Elwin wrote, “The City Manager has assembled a contract negotiating team comprised of individuals with a wide array of public and private sector experience.”

“City Manager Rebecca Polizzotto leads the team.  Her experience and leadership in both city government, and as a Chief Assistant Attorney General, positions her well to take the lead.”

“Ms. Polizzotto is joined by City of Mill Creek Director of Finance and Administration Peggy Lauerman, Mill Creek City Attorney Scott Missall, and former Mill Creek City Manager Bob Stowe.”

“Each of the team members bring knowledge and experience that will be very beneficial for both sides as negotiations move forward.”

It’s interesting to note that Stowe was city manager and Missall was city attorney when the current fire contract was first negotiated 20 years ago.

Elwin said that Stowe “will be able to speak first-hand as to the original intent and purpose of various contract provisions” and Missall “has been involved in the evolution of the contract for the past two decades.”

Mill Creek’s contract with Fire District 7 has been amended three times in the last 20 years.

Amendment two, which took effect in 2011, improved the average emergency response time to six minutes by adding two designated emergency medical services personnel to Mill Creek Fire Station 76’s original three-person firefighting crew.

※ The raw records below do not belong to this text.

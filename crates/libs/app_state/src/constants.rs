/// Content types accepted for photo uploads, compared lower-cased.
pub const ALLOWED_IMAGE_TYPES: [&str; 5] = [
    "image/jpeg",
    "image/jpg",
    "image/png",
    "image/webp",
    "image/heic",
];

#[must_use]
pub fn is_allowed_image_type(content_type: &str) -> bool {
    let lowered = content_type.trim().to_lowercase();
    ALLOWED_IMAGE_TYPES.contains(&lowered.as_str())
}

#[cfg(test)]
mod tests {
    use super::*;

    #[test]
    fn image_types_are_case_insensitive() {
        assert!(is_allowed_image_type("IMAGE/JPEG"));
        assert!(is_allowed_image_type("image/heic"));
        assert!(!is_allowed_image_type("image/gif"));
        assert!(!is_allowed_image_type("application/pdf"));
    }
}
use thiserror::Error;

#[derive(Error, Debug)]
pub enum StorageError {
    #[error("Invalid storage endpoint: {0}")]
    InvalidEndpoint(#[from] url::ParseError),

    #[error("Storage endpoint has no host: {0}")]
    MissingHost(String),

    #[error("HTTP request failed: {0}")]
    Request(#[from] reqwest::Error),

    #[error("Cannot sign storage request: {0}")]
    Signing(String),

    #[error("Storage returned {status}: {body}")]
    Remote { status: u16, body: String },
}
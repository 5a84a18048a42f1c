use api::{ApiState, create_router};
use app_state::settings;
use color_eyre::Result;
use common_services::database::get_db_pool;
use common_services::storage::{R2Client, StorageConfig};
use http::{HeaderValue, Method, header};
use tower_http::cors::CorsLayer;
use tracing::{error, info};
use tracing_subscriber::layer::SubscriberExt;
use tracing_subscriber::util::SubscriberInitExt;

#[tokio::main]
async fn main() -> Result<()> {
    let settings = settings();

    tracing_subscriber::registry()
        .with(
            tracing_subscriber::EnvFilter::try_from_default_env()
                .unwrap_or_else(|_| settings.logging.level.clone().into()),
        )
        .with(tracing_subscriber::fmt::layer())
        .init();
    color_eyre::install()?;

    info!("🚀 Initializing server...");
    let pool = get_db_pool(&settings.secrets.database_url, &settings.database, true).await?;
    let storage_config = StorageConfig::from_settings(&settings.storage, &settings.secrets)?;
    let storage = R2Client::new(storage_config, reqwest::Client::new());
    let api_settings = &settings.api;

    let allowed_origins: Vec<HeaderValue> = api_settings
        .allowed_origins
        .iter()
        .filter_map(|s| match s.parse() {
            Ok(hv) => Some(hv),
            Err(e) => {
                error!("Invalid CORS origin configured: {} - Error: {}", s, e);
                None
            }
        })
        .collect();

    let cors = CorsLayer::new()
        .allow_methods([Method::GET, Method::POST, Method::PATCH, Method::OPTIONS])
        .allow_origin(allowed_origins)
        .allow_headers([header::CONTENT_TYPE, header::ACCEPT, header::ORIGIN]);

    let state = ApiState {
        pool,
        storage,
        gallery: settings.gallery.clone(),
    };
    let app = create_router(state).layer(cors);
    let listen_address = format!("{}:{}", api_settings.host, api_settings.port);
    let listener = tokio::net::TcpListener::bind(&listen_address).await?;

    info!("📚 Docs available at {}/docs", api_settings.public_url);
    info!("✅ Server listening on http://{listen_address}");

    axum::serve(listener, app).await?;
    Ok(())
}
use crate::database::DbError;
use app_state::DatabaseSettings;
use sqlx::postgres::PgPoolOptions;
use sqlx::{Pool, Postgres};
use std::time::Duration;
use tracing::info;

/// Build a connection pool, optionally running the embedded migrations first.
/// # Errors
///
/// * `PgPool::connect` can return an error if the database connection fails.
/// * `sqlx::migrate` can return an error if migrations fail.
pub async fn get_db_pool(
    database_url: &str,
    db_settings: &DatabaseSettings,
    migrate: bool,
) -> Result<Pool<Postgres>, DbError> {
    info!("Connecting to database.");
    let pool = PgPoolOptions::new()
        .max_connections(db_settings.max_connections)
        .min_connections(db_settings.min_connection)
        .max_lifetime(Duration::from_secs(db_settings.max_lifetime))
        .idle_timeout(Duration::from_secs(db_settings.idle_timeout))
        .acquire_timeout(Duration::from_secs(db_settings.acquire_timeout))
        .test_before_acquire(true)
        .connect(database_url)
        .await?;

    if migrate {
        run_migrations(&pool).await?;
    }

    Ok(pool)
}

/// Apply the migrations embedded from `migrations/`.
pub async fn run_migrations(pool: &Pool<Postgres>) -> Result<(), DbError> {
    info!("Running database migrations.");
    sqlx::migrate!("./migrations").run(pool).await?;
    Ok(())
}
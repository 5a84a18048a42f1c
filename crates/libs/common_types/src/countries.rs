//! Country reference data bundled with the application.
//!
//! Used by the submission wizard's country picker and to sanity check
//! submitted country names. The table is immutable.

use serde::Serialize;
use std::fmt;
use utoipa::ToSchema;

#[derive(Debug, Clone, Copy, PartialEq, Eq, Hash, Serialize, ToSchema)]
pub enum Region {
    EastAsia,
    SoutheastAsia,
    SouthAsia,
    MiddleEast,
    CentralAsia,
    NorthAmerica,
    CentralAmerica,
    Caribbean,
    SouthAmerica,
    Europe,
    Africa,
    Oceania,
}

impl Region {
    #[must_use]
    pub const fn as_str(&self) -> &'static str {
        match self {
            Self::EastAsia => "East Asia",
            Self::SoutheastAsia => "Southeast Asia",
            Self::SouthAsia => "South Asia",
            Self::MiddleEast => "Middle East",
            Self::CentralAsia => "Central Asia",
            Self::NorthAmerica => "North America",
            Self::CentralAmerica => "Central America",
            Self::Caribbean => "Caribbean",
            Self::SouthAmerica => "South America",
            Self::Europe => "Europe",
            Self::Africa => "Africa",
            Self::Oceania => "Oceania",
        }
    }
}

impl fmt::Display for Region {
    fn fmt(&self, f: &mut fmt::Formatter<'_>) -> fmt::Result {
        f.write_str(self.as_str())
    }
}

#[derive(Debug, Clone, Copy, PartialEq, Eq, Serialize, ToSchema)]
#[serde(rename_all = "camelCase")]
pub struct Country {
    /// ISO 3166-1 alpha-2 code.
    pub code: &'static str,
    /// ISO 3166-1 alpha-3 code.
    pub alpha3: &'static str,
    /// English name.
    pub name: &'static str,
    /// Name in the local language, when it differs from the English one.
    pub local_name: Option<&'static str>,
    pub region: Region,
}

const fn country(
    code: &'static str,
    alpha3: &'static str,
    name: &'static str,
    local_name: Option<&'static str>,
    region: Region,
) -> Country {
    Country {
        code,
        alpha3,
        name,
        local_name,
        region,
    }
}

#[must_use]
pub fn all() -> &'static [Country] {
    COUNTRIES
}

/// Looks up a country by its alpha-2 or alpha-3 code, ignoring case.
#[must_use]
pub fn by_code(code: &str) -> Option<&'static Country> {
    let code = code.trim();
    COUNTRIES
        .iter()
        .find(|c| c.code.eq_ignore_ascii_case(code) || c.alpha3.eq_ignore_ascii_case(code))
}

/// Looks up a country by its English or local name, ignoring case.
#[must_use]
pub fn by_name(name: &str) -> Option<&'static Country> {
    let needle = name.trim().to_lowercase();
    COUNTRIES.iter().find(|c| {
        c.name.to_lowercase() == needle || c.local_name.is_some_and(|l| l.to_lowercase() == needle)
    })
}

#[must_use]
pub fn is_known(name: &str) -> bool {
    by_name(name).is_some()
}

/// Case-insensitive substring search over name, local name and codes,
/// in table order. An empty query matches everything.
#[must_use]
pub fn search(query: &str) -> Vec<&'static Country> {
    let needle = query.trim().to_lowercase();
    if needle.is_empty() {
        return COUNTRIES.iter().collect();
    }
    COUNTRIES
        .iter()
        .filter(|c| {
            c.name.to_lowercase().contains(&needle)
                || c.local_name.is_some_and(|l| l.to_lowercase().contains(&needle))
                || c.code.eq_ignore_ascii_case(&needle)
                || c.alpha3.eq_ignore_ascii_case(&needle)
        })
        .collect()
}

/// Regions in the order they first appear in the table.
#[must_use]
pub fn regions() -> Vec<Region> {
    let mut regions: Vec<Region> = Vec::new();
    for c in COUNTRIES {
        if !regions.contains(&c.region) {
            regions.push(c.region);
        }
    }
    regions
}

#[must_use]
pub fn in_region(region: Region) -> Vec<&'static Country> {
    COUNTRIES.iter().filter(|c| c.region == region).collect()
}
/// Minimum angular gap to any vehicle in a lane before moving into it
pub const LANE_CHANGE_GAP: f64 = 0.3;
/// Angular window ahead in which a same-lane vehicle counts as a leader
pub const FOLLOWING_WINDOW: f64 = 0.3;
/// Distance from the obstacle a dodging vehicle must reach before returning
pub const OBSTACLE_CLEARANCE: f64 = 0.5;
/// Acceleration applied when a vehicle has to brake
pub const BRAKE_ACCELERATION: f64 = -2.0;

/// Simulation statistics
#[derive(Debug, Clone, Serialize, Deserialize)]
pub struct SimulationStats {
    pub ticks: u64,
    pub avg_tick_time_ms: f64,
    pub vehicle_count: u32,
    pub running: bool,
    pub default_acceleration: f64,
    /// Geometric placement tries made by random spawning, in total
    pub placement_attempts: u64,
}

/// Renderer-facing view of the whole simulation
#[derive(Debug, Clone, Serialize, Deserialize)]
pub struct SimulationSnapshot {
    pub running: bool,
    pub center_x: f64,
    pub center_y: f64,
    pub inner_radius: f64,
    pub lane_width: f64,
    pub outer_radius: f64,
    pub obstacle: Aabb,
    pub obstacle_rotation: f64,
    pub vehicles: Vec<VehicleSnapshot>,
}

impl SimulationSnapshot {
    pub fn to_json(&self) -> Result<String, TrafficError> {
        Ok(serde_json::to_string(self)?)
    }
}

/// Traffic simulation on a single ring track
pub struct Simulation {
    track: Track,
    /// Live vehicles in insertion order
    vehicles: Vec<Vehicle>,
    next_id: u32,
    default_acceleration: f64,
    /// Global cap override
    max_velocity: Option<f64>,
    /// Per-kind cap overrides, set after the global one
    kind_max_velocity: HashMap<VehicleKind, f64>,
    placement_attempts: u32,
    rng: StdRng,
    running: bool,
    /// Baseline for the next delta. `None` right after start.
    last_tick: Option<Instant>,
    tick_times: VecDeque<f64>,
    tick_history: usize,
    ticks: u64,
    attempts_made: u64,
}
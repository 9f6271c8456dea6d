//! Traffic Module
//!
//! Vehicles circling a two-lane ring road with one fixed obstacle.
//! The host drives ticks and renders snapshots; everything else lives here.

pub mod config;
pub mod error;
pub mod geometry;
pub mod simulation;
pub mod track;
pub mod vehicle;

pub use config::{SimulationConfig, TrackConfig};
pub use error::TrafficError;
pub use simulation::{
    create_shared_simulation, SharedSimulation, Simulation, SimulationSnapshot, SimulationStats,
};
pub use track::Track;
pub use vehicle::{Color, Lane, Vehicle, VehicleId, VehicleKind, VehicleSnapshot};
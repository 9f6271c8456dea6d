//! Config - Simulation session configuration
//!
//! Hosts either build a [`SimulationConfig`] in code or parse one from JSON.

use serde::{Deserialize, Serialize};
use std::f64::consts::FRAC_PI_2;

use crate::traffic::error::TrafficError;

/// Track construction parameters
#[derive(Debug, Clone, PartialEq, Serialize, Deserialize)]
#[serde(default, deny_unknown_fields)]
pub struct TrackConfig {
    pub center_x: f64,
    pub center_y: f64,
    /// Radius of the inner road edge
    pub inner_radius: f64,
    pub lane_width: f64,
    /// Obstacle position in radians
    pub obstacle_angle: f64,
}

impl Default for TrackConfig {
    fn default() -> Self {
        Self {
            center_x: 400.0,
            center_y: 300.0,
            inner_radius: 150.0,
            lane_width: 50.0,
            obstacle_angle: FRAC_PI_2,
        }
    }
}

/// Simulation configuration
#[derive(Debug, Clone, PartialEq, Serialize, Deserialize)]
#[serde(default, deny_unknown_fields)]
pub struct SimulationConfig {
    pub track: TrackConfig,
    /// Acceleration given to every vehicle on spawn
    pub default_acceleration: f64,
    /// Global speed cap. `None` keeps each kind's own cap.
    pub max_velocity: Option<f64>,
    /// Random placement tries before giving up
    pub placement_attempts: u32,
    /// Seed for placement and removal randomness
    pub seed: Option<u64>,
    /// Number of tick timings kept for statistics
    pub tick_history: usize,
}

impl Default for SimulationConfig {
    fn default() -> Self {
        Self {
            track: TrackConfig::default(),
            default_acceleration: 1.0,
            max_velocity: None,
            placement_attempts: 50,
            seed: None,
            tick_history: 60,
        }
    }
}

impl SimulationConfig {
    /// Parse a configuration. Missing fields take their defaults.
    pub fn from_json(text: &str) -> Result<Self, TrafficError> {
        Ok(serde_json::from_str(text)?)
    }

    pub fn to_json(&self) -> Result<String, TrafficError> {
        Ok(serde_json::to_string_pretty(self)?)
    }
}

#[cfg(test)]
mod tests {
    use super::*;

    #[test]
    fn partial_json_fills_defaults() {
        let config = SimulationConfig::from_json(
            r#"{ "track": { "inner_radius": 200.0 }, "seed": 7 }"#,
        )
        .unwrap();
        assert_eq!(config.track.inner_radius, 200.0);
        assert_eq!(config.track.lane_width, 50.0);
        assert_eq!(config.seed, Some(7));
        assert_eq!(config.placement_attempts, 50);
        assert_eq!(config.default_acceleration, 1.0);
    }

    #[test]
    fn unknown_fields_are_rejected() {
        let err = SimulationConfig::from_json(r#"{ "lanes": 3 }"#).unwrap_err();
        assert!(matches!(err, TrafficError::InvalidConfig(_)));
    }

    #[test]
    fn serialized_config_parses_back() {
        let mut config = SimulationConfig::default();
        config.max_velocity = Some(2.5);
        let text = config.to_json().unwrap();
        assert_eq!(SimulationConfig::from_json(&text).unwrap(), config);
    }
}
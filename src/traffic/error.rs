//! Error - Failures that cross the simulation boundary
//!
//! Expected outcomes such as a rejected placement are reported through
//! `Option`/`bool` instead; only caller contract violations end up here.

use std::fmt;

use crate::traffic::vehicle::VehicleId;

#[derive(Debug, Clone, PartialEq)]
pub enum TrafficError {
    /// Track parameters that do not describe a usable ring road
    InvalidTrack { reason: String },
    /// Configuration text that could not be parsed
    InvalidConfig(String),
    /// A vehicle extent that is not a positive finite number
    InvalidExtent(f64),
    /// A per-vehicle mutation addressed a vehicle that is not in the simulation
    UnknownVehicle(VehicleId),
}

impl fmt::Display for TrafficError {
    fn fmt(&self, f: &mut fmt::Formatter<'_>) -> fmt::Result {
        match self {
            TrafficError::InvalidTrack { reason } => write!(f, "invalid track: {}", reason),
            TrafficError::InvalidConfig(msg) => write!(f, "invalid configuration: {}", msg),
            TrafficError::InvalidExtent(value) => {
                write!(f, "vehicle extent must be positive, got {}", value)
            }
            TrafficError::UnknownVehicle(id) => write!(f, "no vehicle with id {}", id.0),
        }
    }
}

impl std::error::Error for TrafficError {}

impl From<serde_json::Error> for TrafficError {
    fn from(e: serde_json::Error) -> Self {
        TrafficError::InvalidConfig(e.to_string())
    }
}
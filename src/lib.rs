//! Ring Traffic - Two-lane circular track simulation
//!
//! Vehicles accelerate around a ring road, dodge a fixed obstacle, overtake
//! slower traffic and stop on contact. The crate holds only the simulation;
//! windowing, input and drawing belong to the host, which owns one
//! [`Simulation`] per session and reads [`SimulationSnapshot`]s from it.
//!
//! Diagnostics go through the `log` facade. Install any logger in the host
//! to see them.

pub mod traffic;

pub use traffic::{
    create_shared_simulation, Color, Lane, SharedSimulation, Simulation, SimulationConfig,
    SimulationSnapshot, SimulationStats, Track, TrackConfig, TrafficError, Vehicle, VehicleId,
    VehicleKind, VehicleSnapshot,
};
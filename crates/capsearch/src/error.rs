use std::fmt;
use std::io;
use std::path::PathBuf;

/// Error type shared by the space, search, and store layers.
#[derive(Debug)]
pub enum CapError {
    /// Field order is not a prime >= 2.
    InvalidField { q: u32 },
    /// `q^n` does not fit the index type.
    SpaceTooLarge { q: u32, n: usize },
    /// A point or cap does not belong to the expected space.
    DimensionMismatch { expected: usize, got: usize },
    /// A coordinate is not reduced into `0..q`.
    CoordinateOutOfRange { coord: u32, q: u32 },
    /// An elimination task produced an index outside `[0, q^n)`.
    IndexOutOfRange { index: usize, size: usize },
    /// A wave finished with fewer marks than dispatched.
    IncompleteWave { expected: usize, marked: usize },
    /// The elimination worker pool could not be built.
    Pool { reason: String },
    /// A cap state string could not be parsed.
    StateString { reason: String },
    /// A persisted solution is inconsistent.
    CorruptSolution { reason: String },
    Io { path: PathBuf, source: io::Error },
    Format { path: PathBuf, source: serde_json::Error },
}

impl CapError {
    pub(crate) fn state(reason: impl Into<String>) -> Self {
        Self::StateString {
            reason: reason.into(),
        }
    }

    pub(crate) fn corrupt(reason: impl Into<String>) -> Self {
        Self::CorruptSolution {
            reason: reason.into(),
        }
    }

    pub(crate) fn io(path: impl Into<PathBuf>, source: io::Error) -> Self {
        Self::Io {
            path: path.into(),
            source,
        }
    }
}

impl fmt::Display for CapError {
    fn fmt(&self, f: &mut fmt::Formatter<'_>) -> fmt::Result {
        match self {
            Self::InvalidField { q } => write!(f, "field order {q} is not a prime >= 2"),
            Self::SpaceTooLarge { q, n } => write!(f, "F_{q}^{n} has too many points to index"),
            Self::DimensionMismatch { expected, got } => {
                write!(f, "expected {expected} coordinates, got {got}")
            }
            Self::CoordinateOutOfRange { coord, q } => {
                write!(f, "coordinate {coord} not reduced mod {q}")
            }
            Self::IndexOutOfRange { index, size } => {
                write!(f, "point index {index} outside space of {size} points")
            }
            Self::IncompleteWave { expected, marked } => {
                write!(f, "elimination wave marked {marked} of {expected} points")
            }
            Self::Pool { reason } => write!(f, "elimination pool: {reason}"),
            Self::StateString { reason } => write!(f, "invalid state string: {reason}"),
            Self::CorruptSolution { reason } => write!(f, "corrupt solution: {reason}"),
            Self::Io { path, source } => write!(f, "{}: {source}", path.display()),
            Self::Format { path, source } => write!(f, "{}: {source}", path.display()),
        }
    }
}

impl std::error::Error for CapError {
    fn source(&self) -> Option<&(dyn std::error::Error + 'static)> {
        match self {
            Self::Io { source, .. } => Some(source),
            Self::Format { source, .. } => Some(source),
            _ => None,
        }
    }
}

Tim Burns was Mill Creek’s city manager and Missall was city attorney at the time amendment two was signed.

Amendment three, which was negotiated in 2011 and 2012, was necessary because Fire District 7’s actual costs for running Mill Creek Fire Station 76 were much higher than the city’s contracted payments.

Former Public Works Director Tom Gathmann was acting city manager and Shane Moloney was city attorney at the time amendment three was signed.

The Mill Creek City Council plans to hold a special meeting on Tuesday, December 20, 2016, to hear city staff present information on the fire contract and to discuss the city’s options.

This discussion was originally scheduled for the Mill Creek City Council’s December 13th regular meeting, but Missall was not available and had to be rescheduled.